In a 2021 case involving Feiyu Internet Technology, the employee’s request for reduction was not supported by the court. However, if the amount is deemed to be clearly excessive, it is possible that the judicial authorities may exercise their discretion to make adjustments.
Factors to be taken into consideration may include the employee’s original position, income status, degree of fault, duration of non-compliance, whether the compensation has been paid and how much, and the actual losses suffered by the company.
Can companies claim liquidated damages from employees who violate non-compete obligations during their employment? No, they cannot. The prevailing judicial view in Shanghai is that companies can agree with employees on liquidated damages for violations of non-compete obligations after their employment ends, but cannot do so for violations that occur during the employee’s tenure.
How can it be determined that an employee has violated a non-compete obligation? The judicial authorities focus on two aspects when making a determination: competitive relationship and competitive action.
When examining a competitive relationship, the authorities review whether the registered business scope of the two entities overlaps. They also consider factors such as the actual products and services offered, promotional materials on the company’s official website, and testimonies from shared suppliers or customers.
When examining competitive actions, the authorities primarily investigate whether the employee has provided labour to a competing entity or is directly engaged in competitive business activities. The former can include signing a labour contract directly with a competitor or providing services through labour dispatch or outsourcing arrangements.
How can it be proven that an employee has violated non-compete obligations? It is often challenging for companies to obtain direct evidence, such as newly signed labour contracts, salary and tax payment documents, or social security payment records, to prove that an employee has violated non-compete obligations.

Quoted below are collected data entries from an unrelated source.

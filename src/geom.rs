#[cfg(test)]
#[path = "geom_test.rs"]
mod geom_test;

use serde::{Deserialize, Serialize};

/// A point in canvas space.
#[derive(Debug, Clone, Copy, PartialEq, Serialize, Deserialize)]
pub struct Point {
    pub x: f64,
    pub y: f64,
}

impl Point {
    #[must_use]
    pub fn new(x: f64, y: f64) -> Self {
        Self { x, y }
    }

    /// Euclidean distance to another point.
    #[must_use]
    pub fn distance_to(&self, other: Point) -> f64 {
        (self.x - other.x).hypot(self.y - other.y)
    }
}

/// An axis-aligned rectangle in canvas space.
#[derive(Debug, Clone, Copy, PartialEq, Serialize, Deserialize)]
pub struct Rect {
    pub x: f64,
    pub y: f64,
    pub w: f64,
    pub h: f64,
}

impl Rect {
    #[must_use]
    pub fn new(x: f64, y: f64, w: f64, h: f64) -> Self {
        Self { x, y, w, h }
    }

    /// Right edge x-coordinate.
    #[must_use]
    pub fn right(&self) -> f64 {
        self.x + self.w
    }

    /// Bottom edge y-coordinate.
    #[must_use]
    pub fn bottom(&self) -> f64 {
        self.y + self.h
    }

    /// Center point.
    #[must_use]
    pub fn center(&self) -> Point {
        Point::new(self.x + self.w / 2.0, self.y + self.h / 2.0)
    }

    /// Whether the point lies inside the rectangle (edges inclusive).
    #[must_use]
    pub fn contains(&self, p: Point) -> bool {
        p.x >= self.x && p.x <= self.right() && p.y >= self.y && p.y <= self.bottom()
    }

    /// Whether this rectangle's x-range overlaps `[min, max)`.
    #[must_use]
    pub fn overlaps_x_range(&self, min: f64, max: f64) -> bool {
        self.right() > min && self.x < max
    }
}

However, supplementary evidence can still be provided to demonstrate that an employee has joined a new organisation and thus violated non-compete obligations. This can include video recordings of the employee frequently entering and leaving the premises, delivery receipts of packages received by the new entity, phone call recordings where the employee admits to being an employee of the new entity, chat records, as well as evidence such as business cards or email signatures used by the employee at the new entity.
To minimise the risk of employees claiming that video evidence obtained through surveillance infringes on their privacy, which may render the evidence inadmissible, companies should strive to capture relevant video evidence in public areas. In Li Benchao v Huace Navigation (2022), the appellate court considered video evidence obtained in a public place as not infringing on the employee’s privacy and deemed it admissible as legal evidence.